Eventually, Edna feels isolated from society, loved ones, and herself. Which leads Edna out into the sea where “A bird with a broken wing was beating the air above, reeling, fluttering, circling disabled down, down to the water” (Chopin, 116) with her. The broken-winged bird symbolizes Edna’s failure to fully free herself from this society. Edna’s wings were too weak to hold herself up above the water before fully submerging. Edna, throughout the story, is seen trapped within a male dominated society, where she is unable to escape. Edna was seen willing to take any risky actions just to free herself from this society. This is why critics describe Edna as a rebellious and selfish adult. Never did Edna have a care for her children, Edna only thought of herself escaping from society.

Overall, the birds symbolize Edna’s female figure in society which provides a greater mean of emphasis on the progression of Edna throughout the story.

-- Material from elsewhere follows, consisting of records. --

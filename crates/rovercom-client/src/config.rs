use std::time::Duration;

/// Reference device address on the lab network.
pub const DEFAULT_HOST: &str = "10.16.1.17";

/// Port the device firmware listens on.
pub const DEFAULT_PORT: u16 = 3333;

/// Default bound on connection establishment.
pub const DEFAULT_CONNECT_TIMEOUT: Duration = Duration::from_secs(5);

/// Where and how to reach the device.
#[derive(Debug, Clone)]
pub struct Target {
    /// Hostname or IP address of the device.
    pub host: String,
    /// TCP port the device listens on.
    pub port: u16,
    /// Maximum time to wait for the connection to establish.
    pub connect_timeout: Duration,
}

impl Default for Target {
    fn default() -> Self {
        Self {
            host: DEFAULT_HOST.to_string(),
            port: DEFAULT_PORT,
            connect_timeout: DEFAULT_CONNECT_TIMEOUT,
        }
    }
}

impl Target {
    /// Target a specific host, keeping the default port and timeout.
    pub fn new(host: impl Into<String>) -> Self {
        Self {
            host: host.into(),
            ..Self::default()
        }
    }

    /// Override the port.
    pub fn with_port(mut self, port: u16) -> Self {
        self.port = port;
        self
    }

    /// Override the connect timeout.
    pub fn with_connect_timeout(mut self, timeout: Duration) -> Self {
        self.connect_timeout = timeout;
        self
    }

    /// `host:port` form, for logs and error messages.
    pub fn addr_string(&self) -> String {
        format!("{}:{}", self.host, self.port)
    }
}
use std::time::Duration;

/// Errors that can occur while sending to a device.
///
/// None of these are fatal to a batch: the caller decides whether to keep
/// going (the batch loop does) or to map them to an exit code.
#[derive(Debug, thiserror::Error)]
pub enum ClientError {
    /// The connection did not establish within the configured timeout.
    #[error("connection to {addr} timed out after {timeout:?}")]
    ConnectTimeout { addr: String, timeout: Duration },

    /// The device actively refused the connection.
    #[error("connection to {addr} refused")]
    ConnectionRefused { addr: String },

    /// The target host did not resolve to any usable address.
    #[error("failed to resolve host {host}: {source}")]
    Resolve {
        host: String,
        source: std::io::Error,
    },

    /// Any other I/O failure on the connection.
    #[error("client I/O error: {0}")]
    Io(#[from] std::io::Error),

    /// Framing or encoding failed before or during the write.
    #[error(transparent)]
    Frame(#[from] rovercom_frame::FrameError),
}

pub type Result<T> = std::result::Result<T, ClientError>;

In the end, it becomes clear that Edna has no means to fully assimilate herself with the ideal of society. This concept leads Edna to the pigeon house where she is able to eventually overcome the strength of the social and religious conventions that entrap her. However, it is Edna’s isolation that leads Edna into her eventual awakening. It becomes clear that each bird was representing a new stage of Edna’s awakening into reality. Ultimately, Edna moves into the pigeon house, which provides Edna with the comfort and security the old house lacked. The pigeon house proves to hold great importance in Edna’s awakening journey because it signifies her quest for freedom and removal of herself from social order. The pigeon house allows Enda to feel, think, act, and dress how she wants too, without the worry of society. Unfortunately, Edna still struggles with leaving behind the society she was stuck in. Edna still had her husband, her children, her friends, and her other lovers that trapped her from every leaving. Due to Edna’s imprisonment in this society, it lead to Edna’s wings becoming too weak to hold herself up anymore, thus, leaving Edna to drown in her own worries.